Task description
Using the records below, quote only the span that opens with the line containing "other => return" and closes with the line containing "sim.advance(args.seconds);", exactly and inclusively.

Data for the task
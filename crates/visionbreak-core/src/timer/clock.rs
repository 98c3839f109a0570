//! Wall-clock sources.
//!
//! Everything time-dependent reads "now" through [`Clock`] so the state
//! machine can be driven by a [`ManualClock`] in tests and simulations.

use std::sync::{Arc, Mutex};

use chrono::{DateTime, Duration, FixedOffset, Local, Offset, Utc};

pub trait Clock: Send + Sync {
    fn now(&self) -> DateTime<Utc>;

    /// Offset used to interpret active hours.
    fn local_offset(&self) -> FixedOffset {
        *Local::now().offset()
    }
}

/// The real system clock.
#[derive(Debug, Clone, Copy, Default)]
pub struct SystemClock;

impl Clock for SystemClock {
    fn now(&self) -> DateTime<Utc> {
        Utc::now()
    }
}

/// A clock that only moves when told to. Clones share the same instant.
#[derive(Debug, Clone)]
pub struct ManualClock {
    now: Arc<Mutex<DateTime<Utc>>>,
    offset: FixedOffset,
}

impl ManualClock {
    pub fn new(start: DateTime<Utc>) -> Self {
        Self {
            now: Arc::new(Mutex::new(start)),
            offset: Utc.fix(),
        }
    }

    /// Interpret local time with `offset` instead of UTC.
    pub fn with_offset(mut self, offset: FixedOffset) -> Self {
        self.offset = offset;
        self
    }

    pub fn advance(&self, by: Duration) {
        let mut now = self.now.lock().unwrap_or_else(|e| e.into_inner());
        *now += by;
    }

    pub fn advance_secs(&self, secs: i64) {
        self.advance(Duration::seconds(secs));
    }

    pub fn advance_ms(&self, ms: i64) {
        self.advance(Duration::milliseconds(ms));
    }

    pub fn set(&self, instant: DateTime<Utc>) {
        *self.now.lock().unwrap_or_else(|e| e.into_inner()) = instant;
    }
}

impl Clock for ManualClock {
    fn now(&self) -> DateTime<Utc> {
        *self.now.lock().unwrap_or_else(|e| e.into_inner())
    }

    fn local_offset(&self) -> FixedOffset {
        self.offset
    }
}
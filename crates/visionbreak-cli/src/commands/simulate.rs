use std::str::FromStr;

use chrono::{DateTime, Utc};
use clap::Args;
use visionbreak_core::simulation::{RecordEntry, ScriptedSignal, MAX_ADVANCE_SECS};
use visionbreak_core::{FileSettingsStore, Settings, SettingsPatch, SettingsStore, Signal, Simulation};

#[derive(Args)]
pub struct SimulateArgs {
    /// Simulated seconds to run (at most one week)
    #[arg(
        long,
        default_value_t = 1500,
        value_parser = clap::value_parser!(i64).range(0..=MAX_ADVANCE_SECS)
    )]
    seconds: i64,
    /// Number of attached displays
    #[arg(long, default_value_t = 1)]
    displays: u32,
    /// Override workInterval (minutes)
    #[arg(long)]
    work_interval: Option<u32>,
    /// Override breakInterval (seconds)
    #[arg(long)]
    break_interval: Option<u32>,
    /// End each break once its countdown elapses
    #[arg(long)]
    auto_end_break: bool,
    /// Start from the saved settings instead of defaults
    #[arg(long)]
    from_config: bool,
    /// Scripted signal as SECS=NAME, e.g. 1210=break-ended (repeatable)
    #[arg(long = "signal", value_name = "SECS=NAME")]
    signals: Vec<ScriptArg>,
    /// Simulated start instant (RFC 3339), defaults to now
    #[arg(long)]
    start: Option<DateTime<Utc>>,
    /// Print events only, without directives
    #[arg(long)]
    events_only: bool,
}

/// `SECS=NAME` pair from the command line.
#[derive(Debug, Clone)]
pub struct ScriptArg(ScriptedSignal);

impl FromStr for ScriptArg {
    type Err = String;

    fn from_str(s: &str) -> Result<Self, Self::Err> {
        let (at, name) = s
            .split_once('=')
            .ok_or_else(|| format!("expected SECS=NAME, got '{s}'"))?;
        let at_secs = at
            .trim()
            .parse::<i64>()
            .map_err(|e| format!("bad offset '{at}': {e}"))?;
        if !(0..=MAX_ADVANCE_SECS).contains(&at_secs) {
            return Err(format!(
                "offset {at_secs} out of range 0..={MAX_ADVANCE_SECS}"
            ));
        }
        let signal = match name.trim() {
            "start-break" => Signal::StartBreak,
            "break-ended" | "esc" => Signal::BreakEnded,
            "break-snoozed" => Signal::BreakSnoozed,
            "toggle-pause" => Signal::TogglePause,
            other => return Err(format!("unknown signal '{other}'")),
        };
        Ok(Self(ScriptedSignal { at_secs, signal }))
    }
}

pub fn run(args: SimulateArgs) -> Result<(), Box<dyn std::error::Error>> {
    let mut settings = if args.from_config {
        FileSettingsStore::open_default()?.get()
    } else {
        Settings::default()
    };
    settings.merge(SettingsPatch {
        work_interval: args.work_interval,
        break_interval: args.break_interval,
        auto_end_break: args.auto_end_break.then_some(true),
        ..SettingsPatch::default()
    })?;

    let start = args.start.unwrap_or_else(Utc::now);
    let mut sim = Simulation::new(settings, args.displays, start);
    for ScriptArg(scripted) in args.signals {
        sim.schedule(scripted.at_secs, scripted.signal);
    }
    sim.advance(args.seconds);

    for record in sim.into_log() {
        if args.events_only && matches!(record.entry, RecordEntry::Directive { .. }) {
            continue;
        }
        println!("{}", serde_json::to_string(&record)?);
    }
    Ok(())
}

--

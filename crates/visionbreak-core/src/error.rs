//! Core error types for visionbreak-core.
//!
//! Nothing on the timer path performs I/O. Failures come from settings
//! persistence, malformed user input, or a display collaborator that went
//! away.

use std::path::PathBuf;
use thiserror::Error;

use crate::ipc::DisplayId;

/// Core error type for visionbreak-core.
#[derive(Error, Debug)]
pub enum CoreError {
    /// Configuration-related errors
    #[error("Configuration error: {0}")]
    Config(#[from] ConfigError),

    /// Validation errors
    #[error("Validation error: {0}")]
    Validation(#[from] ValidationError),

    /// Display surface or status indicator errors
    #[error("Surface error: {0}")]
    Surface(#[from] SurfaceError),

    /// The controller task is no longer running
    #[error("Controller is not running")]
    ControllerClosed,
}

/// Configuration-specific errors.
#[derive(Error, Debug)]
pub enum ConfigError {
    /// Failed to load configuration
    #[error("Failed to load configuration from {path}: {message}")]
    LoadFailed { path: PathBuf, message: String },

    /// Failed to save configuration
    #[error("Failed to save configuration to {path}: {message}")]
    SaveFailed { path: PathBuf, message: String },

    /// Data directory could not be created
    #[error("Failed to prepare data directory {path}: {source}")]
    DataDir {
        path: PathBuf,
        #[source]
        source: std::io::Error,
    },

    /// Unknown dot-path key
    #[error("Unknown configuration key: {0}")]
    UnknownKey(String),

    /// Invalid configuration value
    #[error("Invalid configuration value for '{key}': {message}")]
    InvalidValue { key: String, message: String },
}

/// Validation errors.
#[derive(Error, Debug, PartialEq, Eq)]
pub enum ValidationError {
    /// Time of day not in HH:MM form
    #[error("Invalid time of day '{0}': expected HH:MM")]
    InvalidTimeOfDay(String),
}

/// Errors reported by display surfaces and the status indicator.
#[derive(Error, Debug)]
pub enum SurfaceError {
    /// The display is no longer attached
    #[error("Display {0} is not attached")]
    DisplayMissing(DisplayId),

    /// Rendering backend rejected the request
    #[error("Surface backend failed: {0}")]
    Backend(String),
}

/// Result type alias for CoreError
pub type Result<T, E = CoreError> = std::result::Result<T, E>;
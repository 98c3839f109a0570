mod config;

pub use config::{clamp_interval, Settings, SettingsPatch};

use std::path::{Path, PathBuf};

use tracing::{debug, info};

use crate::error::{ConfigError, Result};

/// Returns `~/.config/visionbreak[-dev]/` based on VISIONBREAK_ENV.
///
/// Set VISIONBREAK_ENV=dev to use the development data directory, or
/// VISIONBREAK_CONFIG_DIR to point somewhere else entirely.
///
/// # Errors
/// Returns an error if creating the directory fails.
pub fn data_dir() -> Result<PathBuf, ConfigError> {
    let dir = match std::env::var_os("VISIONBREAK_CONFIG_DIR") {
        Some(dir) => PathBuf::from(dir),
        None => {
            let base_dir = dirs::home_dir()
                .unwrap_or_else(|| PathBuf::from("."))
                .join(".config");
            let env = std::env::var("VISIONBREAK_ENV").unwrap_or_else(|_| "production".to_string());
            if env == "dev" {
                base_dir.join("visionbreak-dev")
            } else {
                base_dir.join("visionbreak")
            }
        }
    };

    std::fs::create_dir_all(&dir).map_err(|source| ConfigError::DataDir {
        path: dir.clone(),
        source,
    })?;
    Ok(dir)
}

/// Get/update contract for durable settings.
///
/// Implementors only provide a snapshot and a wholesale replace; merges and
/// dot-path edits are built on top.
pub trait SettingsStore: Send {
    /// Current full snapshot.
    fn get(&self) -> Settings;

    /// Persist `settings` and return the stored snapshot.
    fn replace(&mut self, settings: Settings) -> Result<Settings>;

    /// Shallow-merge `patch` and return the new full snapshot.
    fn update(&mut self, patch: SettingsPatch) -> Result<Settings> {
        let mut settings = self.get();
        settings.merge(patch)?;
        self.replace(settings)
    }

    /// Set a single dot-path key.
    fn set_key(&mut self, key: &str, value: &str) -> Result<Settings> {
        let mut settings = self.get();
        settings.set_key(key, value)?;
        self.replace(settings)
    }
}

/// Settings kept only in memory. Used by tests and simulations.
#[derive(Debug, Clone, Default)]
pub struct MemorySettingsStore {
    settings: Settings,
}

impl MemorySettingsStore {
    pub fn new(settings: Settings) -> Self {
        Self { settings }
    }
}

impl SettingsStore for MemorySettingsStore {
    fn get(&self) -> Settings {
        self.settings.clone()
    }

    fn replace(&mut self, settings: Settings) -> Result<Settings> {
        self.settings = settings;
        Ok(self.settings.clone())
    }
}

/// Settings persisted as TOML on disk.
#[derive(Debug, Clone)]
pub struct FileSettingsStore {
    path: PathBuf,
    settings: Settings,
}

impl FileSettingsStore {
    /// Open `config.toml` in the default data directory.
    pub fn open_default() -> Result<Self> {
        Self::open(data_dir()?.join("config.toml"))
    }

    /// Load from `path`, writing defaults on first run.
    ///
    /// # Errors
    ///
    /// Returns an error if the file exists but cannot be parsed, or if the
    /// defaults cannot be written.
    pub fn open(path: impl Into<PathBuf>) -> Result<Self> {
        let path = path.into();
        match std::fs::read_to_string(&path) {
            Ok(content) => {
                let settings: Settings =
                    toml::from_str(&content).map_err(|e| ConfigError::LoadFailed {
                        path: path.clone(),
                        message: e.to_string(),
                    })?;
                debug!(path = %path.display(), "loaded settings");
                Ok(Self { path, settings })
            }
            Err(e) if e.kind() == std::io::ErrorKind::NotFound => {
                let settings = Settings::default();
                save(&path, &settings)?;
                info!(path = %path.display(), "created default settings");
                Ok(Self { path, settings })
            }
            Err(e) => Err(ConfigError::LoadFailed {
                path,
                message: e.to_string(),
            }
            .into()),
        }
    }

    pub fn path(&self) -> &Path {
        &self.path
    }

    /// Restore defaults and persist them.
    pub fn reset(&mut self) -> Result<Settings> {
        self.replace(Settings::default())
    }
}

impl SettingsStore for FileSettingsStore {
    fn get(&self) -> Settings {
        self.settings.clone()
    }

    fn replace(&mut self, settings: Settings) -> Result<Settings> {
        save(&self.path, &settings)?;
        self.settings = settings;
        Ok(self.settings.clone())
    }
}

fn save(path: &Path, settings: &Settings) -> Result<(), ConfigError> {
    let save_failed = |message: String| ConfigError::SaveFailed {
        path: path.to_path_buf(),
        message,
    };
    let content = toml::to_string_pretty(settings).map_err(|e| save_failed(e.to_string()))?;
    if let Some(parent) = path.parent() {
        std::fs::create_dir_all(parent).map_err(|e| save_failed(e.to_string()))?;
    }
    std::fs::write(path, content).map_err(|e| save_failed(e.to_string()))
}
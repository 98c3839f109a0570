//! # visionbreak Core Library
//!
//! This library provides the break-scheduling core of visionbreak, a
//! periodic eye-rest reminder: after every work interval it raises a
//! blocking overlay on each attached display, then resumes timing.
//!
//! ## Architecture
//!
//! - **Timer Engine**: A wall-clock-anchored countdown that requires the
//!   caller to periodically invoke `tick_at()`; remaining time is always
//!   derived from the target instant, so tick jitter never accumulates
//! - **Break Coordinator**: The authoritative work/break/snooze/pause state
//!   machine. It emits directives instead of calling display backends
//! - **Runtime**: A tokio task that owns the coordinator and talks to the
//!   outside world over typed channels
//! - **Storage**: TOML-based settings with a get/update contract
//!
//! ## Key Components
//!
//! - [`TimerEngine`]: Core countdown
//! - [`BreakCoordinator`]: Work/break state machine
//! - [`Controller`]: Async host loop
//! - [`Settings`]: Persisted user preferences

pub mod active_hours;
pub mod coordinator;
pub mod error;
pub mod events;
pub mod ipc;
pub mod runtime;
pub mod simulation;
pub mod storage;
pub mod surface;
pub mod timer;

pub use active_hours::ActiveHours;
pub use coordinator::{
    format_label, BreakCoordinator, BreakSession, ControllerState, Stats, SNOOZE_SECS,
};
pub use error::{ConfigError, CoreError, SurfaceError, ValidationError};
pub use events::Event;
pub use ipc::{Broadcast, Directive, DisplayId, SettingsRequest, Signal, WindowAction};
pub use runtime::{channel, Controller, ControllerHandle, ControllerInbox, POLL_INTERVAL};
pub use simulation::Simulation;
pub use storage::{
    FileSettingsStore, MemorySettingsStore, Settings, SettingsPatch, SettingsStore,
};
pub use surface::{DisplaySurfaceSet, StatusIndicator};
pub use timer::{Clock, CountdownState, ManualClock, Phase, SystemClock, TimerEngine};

Response below
            other => return Err(format!("unknown signal '{other}'")),
        };
        Ok(Self(ScriptedSignal { at_secs, signal }))
    }
}

pub fn run(args: SimulateArgs) -> Result<(), Box<dyn std::error::Error>> {
    let mut settings = if args.from_config {
        FileSettingsStore::open_default()?.get()
    } else {
        Settings::default()
    };
    settings.merge(SettingsPatch {
        work_interval: args.work_interval,
        break_interval: args.break_interval,
        auto_end_break: args.auto_end_break.then_some(true),
        ..SettingsPatch::default()
    })?;

    let start = args.start.unwrap_or_else(Utc::now);
    let mut sim = Simulation::new(settings, args.displays, start);
    for ScriptArg(scripted) in args.signals {
        sim.schedule(scripted.at_secs, scripted.signal);
    }
    sim.advance(args.seconds);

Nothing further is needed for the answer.